In a scene about half-way through “All About Nina,” standup comedian Nina (Mary Elizabeth Winstead), wakes up after a night spent with a new man. The night went really, really well. This is new territory for Nina, who normally charges through life like a porcupine. She gets into the shower and promptly has a panic attack, curling up on the floor, heaving for breath, tears streaming down her face. This is when I knew “All About Nina” was up to something a little bit different.
This prickly armored woman, a woman who weeps with sadness after a great night, whose anger isn’t obliterated magically by the possibility of joy. “All About Nina” understands that happiness can be extremely stressful. If you’re unused to happiness, you don’t know what to do with it. You may, in fact, deliberately torch it, just so you can get back to the misery that is familiar. Not too many films—really, not too many people—understand this dynamic.
“All About Nina” has moments of stark tragedy alongside the vivid comedy, plus a third-act revelation of what has made Nina so angry. While the revelatory scene is a ferocious piece of acting from Winstead, the backstory is shoehorned in, because by that point you don’t need anything specific to “explain” Nina’s anger. This is a woman who has had to fight and claw for everything she’s got. She’s gifted with language, but “bad at life.” Art is made up of people like this.
“All About Nina” worked on me by stealth. A couple of things don’t work, and the story is a little bit top-heavy. The film is trying to do a lot, maybe too much or maybe too little. When here career blows up on YouTube her manager tells her she needs to get a publicist to help her do damage control instead of telling her she might need some mental health help.
Winstead does not hold back in portraying Nina’s more unsympathetic characteristics, her harshness, her horrible choices, her refusal to be vulnerable. Winstead does not keep one eye on us in the audience, hoping we will find her character “sympathetic.” She is beyond those concerns as an actress. She goes where Nina goes. This is a major performance.
But I didn’t get the full impact of “All About Nina” until the final credits rolled. I was still thinking about it 24 hours later. Perhaps a personal response is the hardest to express. I think what I admired most is how unafraid “All About Nina” was of being “dark.” Because too many of us “dark” isn’t really “dark” at all, it’s just the norm. The movie digs into this, lives there.

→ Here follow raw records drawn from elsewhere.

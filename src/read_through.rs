//! Read-through fallback policy.
//!
//! Every data-consuming caller goes through here so it gets a best-effort
//! value whether or not the network is usable: live first while online, cache
//! on live failure, caller-supplied default when both come up empty. Reads
//! never return an error out of this layer.

use std::future::Future;

use color_eyre::Result;
use tracing::debug;

use crate::connectivity::ConnectivityMonitor;

/// Where the returned data came from.
#[derive(Debug, Clone, Copy, PartialEq, Eq)]
pub enum ReadSource {
  /// Fresh data from a successful live read
  Live,
  /// Cache fallback, after a live failure or while offline
  Cache,
  /// Caller-supplied default; both loaders failed or were empty
  Default,
}

/// Result of a read-through fetch, with provenance flags for the UI.
#[derive(Debug, Clone)]
pub struct ReadOutcome<T> {
  pub data: T,
  pub source: ReadSource,
  /// Whether the monitor reported offline at fetch time
  pub is_offline: bool,
}

impl<T> ReadOutcome<T> {
  /// True when the data is cache-derived rather than live.
  pub fn is_using_cache(&self) -> bool {
    self.source == ReadSource::Cache
  }
}

/// Policy wrapper pairing a live loader with a cache loader.
#[derive(Clone)]
pub struct ReadThrough {
  monitor: ConnectivityMonitor,
}

impl ReadThrough {
  pub fn new(monitor: ConnectivityMonitor) -> Self {
    Self { monitor }
  }

  /// Fetch a list dataset.
  ///
  /// Online: try the live loader; a successful non-empty result is returned as
  /// fresh (the live closure is also where the caller repopulates the cache).
  /// On live failure the cache loader answers instead, flagged as
  /// cache-derived. Offline: the live loader is never invoked. If both paths
  /// fail or are empty, the caller-supplied default is returned.
  pub async fn fetch_list<T, L, LFut, C, CFut>(
    &self,
    live: L,
    cached: C,
    default: Vec<T>,
  ) -> ReadOutcome<Vec<T>>
  where
    L: FnOnce() -> LFut,
    LFut: Future<Output = Result<Vec<T>>>,
    C: FnOnce() -> CFut,
    CFut: Future<Output = Result<Vec<T>>>,
  {
    let online = self.monitor.is_online();

    if online {
      match live().await {
        Ok(data) if !data.is_empty() => {
          return ReadOutcome {
            data,
            source: ReadSource::Live,
            is_offline: false,
          };
        }
        Ok(_) => {
          debug!("live read returned no rows, falling back to cache");
        }
        Err(e) => {
          debug!(error = %e, "live read failed, falling back to cache");
        }
      }
    }

    match cached().await {
      Ok(data) if !data.is_empty() => ReadOutcome {
        data,
        source: ReadSource::Cache,
        is_offline: !online,
      },
      _ => ReadOutcome {
        data: default,
        source: ReadSource::Default,
        is_offline: !online,
      },
    }
  }

  /// Fetch a single value. Loaders answer with `None` for a miss; misses and
  /// failures both resolve to the default.
  pub async fn fetch_one<T, L, LFut, C, CFut>(
    &self,
    live: L,
    cached: C,
    default: T,
  ) -> ReadOutcome<T>
  where
    L: FnOnce() -> LFut,
    LFut: Future<Output = Result<Option<T>>>,
    C: FnOnce() -> CFut,
    CFut: Future<Output = Result<Option<T>>>,
  {
    let online = self.monitor.is_online();

    if online {
      match live().await {
        Ok(Some(data)) => {
          return ReadOutcome {
            data,
            source: ReadSource::Live,
            is_offline: false,
          };
        }
        Ok(None) => {
          debug!("live read missed, falling back to cache");
        }
        Err(e) => {
          debug!(error = %e, "live read failed, falling back to cache");
        }
      }
    }

    match cached().await {
      Ok(Some(data)) => ReadOutcome {
        data,
        source: ReadSource::Cache,
        is_offline: !online,
      },
      _ => ReadOutcome {
        data: default,
        source: ReadSource::Default,
        is_offline: !online,
      },
    }
  }
}
//! Durable queue of write intents awaiting remote confirmation.
//!
//! Writes are always queued, online or offline; the caller gets an id back
//! immediately and never blocks on the network. An item leaves the pending set
//! only through [`Outbox::mark_synced`], and synced items are retained for a
//! bounded audit window before garbage collection removes them.

mod mutation;

pub use mutation::{Mutation, MutationKind, Priority};

use std::collections::BTreeMap;
use std::sync::Arc;
use std::time::Duration;

use color_eyre::Result;
use serde::Serialize;
use tracing::{debug, info};
use uuid::Uuid;

use crate::store::{now_millis, StoreBackend};

/// After this many failed attempts an item is reported as failed and no longer
/// retried without explicit user action.
pub const RETRY_LIMIT: u32 = 3;

/// One queued write intent.
#[derive(Debug, Clone, PartialEq)]
pub struct OutboxItem {
  /// Locally generated, time-ordered (UUIDv7), so lexical order is a valid
  /// FIFO tiebreak for items created in the same millisecond
  pub id: String,
  pub mutation: Mutation,
  pub priority: Priority,
  /// Creation time, epoch millis
  pub timestamp: i64,
  /// Set exactly once, on confirmed remote application
  pub synced: bool,
  /// When remote application was confirmed (epoch millis); the retention
  /// window for garbage collection starts here, not at creation
  pub synced_at: Option<i64>,
  pub retry_count: u32,
  /// Last failure message, if any attempt was rejected
  pub error: Option<String>,
}

impl OutboxItem {
  /// Whether this item has exhausted its automatic retries.
  pub fn is_failed(&self) -> bool {
    !self.synced && self.retry_count >= RETRY_LIMIT
  }
}

/// Aggregate view over the whole outbox, for status indicators.
#[derive(Debug, Clone, Default, PartialEq, Eq, Serialize)]
pub struct OutboxStats {
  /// Unsynced items still inside the retry budget
  pub pending: usize,
  /// Unsynced items at or past the retry limit
  pub failed: usize,
  /// Confirmed items awaiting garbage collection
  pub synced: usize,
  /// Pending count per mutation kind
  pub by_kind: BTreeMap<MutationKind, usize>,
}

/// Handle to the durable mutation queue. Cheap to clone.
#[derive(Clone)]
pub struct Outbox {
  store: Arc<dyn StoreBackend>,
}

impl Outbox {
  pub fn new(store: Arc<dyn StoreBackend>) -> Self {
    Self { store }
  }

  /// Queue a write intent. Never touches the network; returns the new item's
  /// id immediately.
  pub fn enqueue(&self, mutation: Mutation, priority: Priority) -> Result<String> {
    let item = OutboxItem {
      id: Uuid::now_v7().to_string(),
      mutation,
      priority,
      timestamp: now_millis(),
      synced: false,
      synced_at: None,
      retry_count: 0,
      error: None,
    };

    self.store.insert_outbox(&item)?;
    debug!(id = %item.id, kind = %item.mutation.kind(), "enqueued mutation");

    Ok(item.id)
  }

  /// All unsynced items, ordered by priority rank then creation time, with the
  /// time-ordered id as the final tiebreak. The comparator is applied here, at
  /// read time, so the ordering is a contract rather than a storage accident.
  pub fn list_pending(&self) -> Result<Vec<OutboxItem>> {
    let mut items = self.store.pending_outbox()?;
    items.sort_by(|a, b| {
      (a.priority.rank(), a.timestamp, &a.id).cmp(&(b.priority.rank(), b.timestamp, &b.id))
    });
    Ok(items)
  }

  /// Confirm remote application of an item. Idempotent: marking an
  /// already-synced item again changes nothing.
  pub fn mark_synced(&self, id: &str) -> Result<()> {
    self.store.mark_outbox_synced(id)?;
    Ok(())
  }

  /// Record a failed apply attempt and its error message. Does not change the
  /// synced flag.
  pub fn increment_retry(&self, id: &str, error: Option<&str>) -> Result<()> {
    self.store.bump_outbox_retry(id, error)?;
    Ok(())
  }

  /// Explicit user-initiated retry of a failed item: zero its retry count so
  /// the next drain cycle picks it up again. Returns whether anything changed.
  pub fn retry(&self, id: &str) -> Result<bool> {
    self.store.reset_outbox_retry(id)
  }

  /// Aggregate counts over the full outbox, with a per-kind pending breakdown.
  pub fn stats(&self) -> Result<OutboxStats> {
    let mut stats = OutboxStats::default();

    for item in self.store.all_outbox()? {
      if item.synced {
        stats.synced += 1;
      } else if item.retry_count >= RETRY_LIMIT {
        stats.failed += 1;
      } else {
        stats.pending += 1;
        *stats.by_kind.entry(item.mutation.kind()).or_insert(0) += 1;
      }
    }

    Ok(stats)
  }

  /// Delete synced items whose confirmation is older than the retention
  /// window. Returns how many were removed.
  pub fn collect_garbage(&self, retention: Duration) -> Result<usize> {
    let cutoff = now_millis() - retention.as_millis() as i64;
    let deleted = self.store.delete_synced_outbox_before(cutoff)?;
    if deleted > 0 {
      info!(deleted, "garbage-collected synced outbox items");
    }
    Ok(deleted)
  }
}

The lead male actor is old school rapper and social commentator “Common”. His performance as Nina’s love interest was strong, caring and very sexual. He also provided the sound track as the final credits were rolling and it was one of his lines that jumped out at me like white in rice, “YOU HAVE TO BE WHOLE TO FIND YOUR BETTER HALF.” That sentence kind of wraps up the entire movie and puts a bow on it for me. This movie at the end of the day is about sex and love addiction, Post-Traumatic Stress Disorder (PTSD), Adverse Childhood Experiences (ACE), sexual abuse and alcoholism.
It’s common to want stories of unhappy people to end in redemption, or to dovetail into an “empowerment” narrative. “All About Nina“ is “empowering,” I guess, but it’s something much better than that. It’s true. It’s messy and raw and true.
As much as I liked it I am hesitant to recommend it, so please think twice and remember self –care is our #1 job. If this movie did personally resonate with you, some additional life help might be in order. This “stuff” just doesn’t go away, this is not a stage and a phase like acne that will be out grown.